Saved data entries
"""
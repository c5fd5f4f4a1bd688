use std::collections::HashMap;
use std::path::Path;

use log::info;
use macroquad::color::{BLACK, GREEN, RED, YELLOW};
use macroquad::input::KeyCode;
use macroquad::math::{vec2, Vec2};
use macroquad::text::{load_ttf_font, Font};
use macroquad::window::clear_background;
use rand::Rng;

use crate::asteroid::Asteroid;
use crate::constants::{
    ASSETS_DIR, ASTEROID_SPLIT_CHILDREN, ASTEROID_SPLIT_SPEED_SCALE, ASTEROID_SPLIT_THRESHOLD,
    BANNER_FONT_SIZE, DEAD_TEXT, DEAD_TEXT_POSITION, FONT_PATH, HUD_FONT_SIZE, INITIAL_ASTEROIDS,
    MAX_DELTA_TIME, PROMPT_FONT_SIZE, RESTART_TEXT, RESTART_TEXT_POSITION, SCORE_LARGE_ASTEROID,
    SCORE_SMALL_ASTEROID, SCREEN_HEIGHT, SCREEN_WIDTH, SHIP_SPAWN_X, SHIP_SPAWN_Y, WIN_TEXT,
    WIN_TEXT_POSITION,
};
use crate::error::InitError;
use crate::input::InputManager;
use crate::ship::Ship;
use crate::sounds::Sounds;
use crate::space_object::SpaceObject;
use crate::text::TextRenderer;
use crate::timer::Timer;

/// Everything the game needs loaded before the loop starts. The font is
/// fatal to miss; sound effects degrade per file.
#[derive(Default)]
pub struct GameAssets {
    pub font: Option<Font>,
    pub sounds: Sounds,
}

impl GameAssets {
    pub async fn load() -> Result<Self, InitError> {
        if !Path::new(ASSETS_DIR).is_dir() {
            return Err(InitError::Assets {
                path: ASSETS_DIR.to_owned(),
            });
        }

        let font = load_ttf_font(FONT_PATH).await.map_err(|err| InitError::Font {
            path: FONT_PATH.to_owned(),
            message: format!("{err:?}"),
        })?;

        Ok(Self {
            font: Some(font),
            sounds: Sounds::load().await,
        })
    }
}

/// Stall guard: a frame never integrates more than [`MAX_DELTA_TIME`].
pub fn clamp_delta(delta: f32) -> f32 {
    delta.min(MAX_DELTA_TIME)
}

/// Toroidal wrap, each axis independent: past `dimension + size` an object
/// re-enters at `-size`, and symmetrically below `-size`.
pub fn wrap_coordinates(obj: &mut SpaceObject) {
    let size = obj.size;

    if obj.position.x > SCREEN_WIDTH + size {
        obj.position.x = -size;
    } else if obj.position.x < -size {
        obj.position.x = SCREEN_WIDTH + size;
    }

    if obj.position.y > SCREEN_HEIGHT + size {
        obj.position.y = -size;
    } else if obj.position.y < -size {
        obj.position.y = SCREEN_HEIGHT + size;
    }
}

/// The top-level context object: owns the ship, the asteroid field, the
/// timers and the HUD, and drives one round after another.
pub struct Game {
    is_running: bool,
    is_dead: bool,
    player_won: bool,
    ship: Ship,
    asteroids: HashMap<u32, Asteroid>,
    asteroids_index: u32,
    timer: Timer,
    ticks_count: u64,
    delta_time: f32,
    fps: f32,
    score: u32,
    font: Option<Font>,
    sounds: Sounds,
    fps_text: TextRenderer,
    score_text: TextRenderer,
    dead_text: TextRenderer,
    win_text: TextRenderer,
    restart_text: TextRenderer,
}

impl Game {
    pub fn new(assets: GameAssets) -> Self {
        let GameAssets { font, sounds } = assets;
        let mut game = Self {
            is_running: false,
            is_dead: false,
            player_won: false,
            ship: Ship::new(
                vec2(SHIP_SPAWN_X, SHIP_SPAWN_Y),
                GREEN,
                sounds.ship_sounds(),
            ),
            asteroids: HashMap::new(),
            asteroids_index: 0,
            timer: Timer::start(),
            ticks_count: 0,
            delta_time: 0.0,
            fps: 0.0,
            score: 0,
            fps_text: TextRenderer::new("", font.clone(), HUD_FONT_SIZE, RED),
            score_text: TextRenderer::new("", font.clone(), HUD_FONT_SIZE, RED),
            dead_text: TextRenderer::new(DEAD_TEXT, font.clone(), BANNER_FONT_SIZE, RED),
            win_text: TextRenderer::new(WIN_TEXT, font.clone(), BANNER_FONT_SIZE, RED),
            restart_text: TextRenderer::new(RESTART_TEXT, font.clone(), PROMPT_FONT_SIZE, RED),
            font,
            sounds,
        };
        game.restart_game();
        game.is_running = true;
        game
    }

    pub fn is_running(&self) -> bool {
        self.is_running
    }

    pub fn quit(&mut self) {
        self.is_running = false;
    }

    pub fn score(&self) -> u32 {
        self.score
    }

    pub fn add_score(&mut self, points: u32) {
        self.score += points;
    }

    /// Escape always quits; Enter restarts a finished round; everything
    /// else belongs to the ship.
    pub fn process_input(&mut self, input: &InputManager) {
        if input.is_key_down(KeyCode::Escape) {
            self.quit();
        }

        if (self.is_dead || self.player_won) && input.is_key_pressed(KeyCode::Enter) {
            self.restart_game();
        }

        self.ship.process_input(input, self.delta_time);
    }

    /// One simulation step: measure the delta, clamp it, advance.
    pub fn update(&mut self) {
        let now = self.timer.peek_milliseconds();
        let delta = clamp_delta((now - self.ticks_count) as f32 / 1000.0);
        self.ticks_count = now;
        self.advance(delta);
    }

    fn advance(&mut self, delta: f32) {
        self.delta_time = delta;
        if delta > 0.0 {
            self.fps = 1.0 / delta;
        }
        self.fps_text.update_text(format!("FPS: {:.0}", self.fps));
        self.score_text.update_text(format!("SCORE: {}", self.score));

        if self.is_dead {
            return;
        }

        let shot = self.ship.update(delta, &self.asteroids);
        wrap_coordinates(self.ship.space_object_mut());

        // asteroids deliberately never wrap; they drift off the field
        for asteroid in self.asteroids.values_mut() {
            asteroid.update(delta);
        }

        for index in shot {
            self.on_asteroid_hit(index);
        }

        if self.ship.is_dead() {
            self.set_is_dead(true);
        }
    }

    pub fn render(&self) {
        clear_background(BLACK);

        if !self.is_dead {
            self.ship.render();
            for asteroid in self.asteroids.values() {
                asteroid.render();
            }

            let line_height = self.fps_text.text_size().y;
            self.fps_text.draw(vec2(10.0, line_height));
            self.score_text.draw(vec2(10.0, line_height * 2.0 + 4.0));

            if self.player_won {
                self.win_text.draw(Vec2::from(WIN_TEXT_POSITION));
                self.restart_text.draw(Vec2::from(RESTART_TEXT_POSITION));
            }
        } else {
            self.dead_text.draw(Vec2::from(DEAD_TEXT_POSITION));
            self.restart_text.draw(Vec2::from(RESTART_TEXT_POSITION));
        }
    }

    /// Indices grow monotonically and are never reused within a session.
    pub fn add_asteroid(&mut self, obj: SpaceObject) {
        self.asteroids_index += 1;
        self.asteroids.insert(self.asteroids_index, Asteroid::new(obj, YELLOW));
    }

    /// A fresh round: new ship, new timer, new HUD, the fixed opening
    /// asteroid layout, index counter back to zero. The score survives the
    /// round boundary; only a process start zeroes it.
    pub fn restart_game(&mut self) {
        info!("starting a new round");

        self.ship = Ship::new(
            vec2(SHIP_SPAWN_X, SHIP_SPAWN_Y),
            GREEN,
            self.sounds.ship_sounds(),
        );
        self.timer = Timer::start();
        self.ticks_count = 0;

        self.fps_text = TextRenderer::new("", self.font.clone(), HUD_FONT_SIZE, RED);
        self.score_text = TextRenderer::new("", self.font.clone(), HUD_FONT_SIZE, RED);
        self.dead_text = TextRenderer::new(DEAD_TEXT, self.font.clone(), BANNER_FONT_SIZE, RED);
        self.win_text = TextRenderer::new(WIN_TEXT, self.font.clone(), BANNER_FONT_SIZE, RED);
        self.restart_text =
            TextRenderer::new(RESTART_TEXT, self.font.clone(), PROMPT_FONT_SIZE, RED);

        self.asteroids.clear();
        self.asteroids_index = 0;
        for &(x, y, vx, vy, rotation, size) in INITIAL_ASTEROIDS {
            self.add_asteroid(SpaceObject::new(vec2(x, y), vec2(vx, vy), rotation, size));
        }

        self.sounds.restart.play();
        self.is_dead = false;
        self.player_won = false;
    }

    /// Becoming dead ends the round: the whole asteroid field is cleared.
    pub fn set_is_dead(&mut self, is_dead: bool) {
        self.is_dead = is_dead;
        if is_dead {
            self.asteroids.clear();
        }
    }

    /// Resolves a shot rock: large ones split in two, small ones vaporize;
    /// smaller is worth more. Emptying the field wins the round.
    fn on_asteroid_hit(&mut self, index: u32) {
        let Some(asteroid) = self.asteroids.remove(&index) else {
            return;
        };
        let obj = asteroid.obj;

        if obj.size > ASTEROID_SPLIT_THRESHOLD {
            let mut rng = rand::thread_rng();
            let speed = obj.velocity.length() * ASTEROID_SPLIT_SPEED_SCALE;
            for _ in 0..ASTEROID_SPLIT_CHILDREN {
                let heading = rng.gen::<f32>() * std::f32::consts::TAU;
                self.add_asteroid(SpaceObject::new(
                    obj.position,
                    vec2(heading.cos(), heading.sin()) * speed,
                    rng.gen::<f32>(),
                    obj.size / 2.0,
                ));
            }
            self.add_score(SCORE_LARGE_ASTEROID);
        } else {
            self.add_score(SCORE_SMALL_ASTEROID);
        }

        if self.asteroids.is_empty() && !self.is_dead {
            info!("field cleared at {} points", self.score);
            self.player_won = true;
        }
    }

    pub fn halt_all_sounds(&self) {
        self.ship.halt_all_sounds();
    }
}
"""
ASSIGNED TASK:
Look above for every line with the word "heading" and copy it.

REPLY TO THE TASK:
                let heading = rng.gen::<f32>() * std::f32::consts::TAU;
                    vec2(heading.cos(), heading.sin()) * speed,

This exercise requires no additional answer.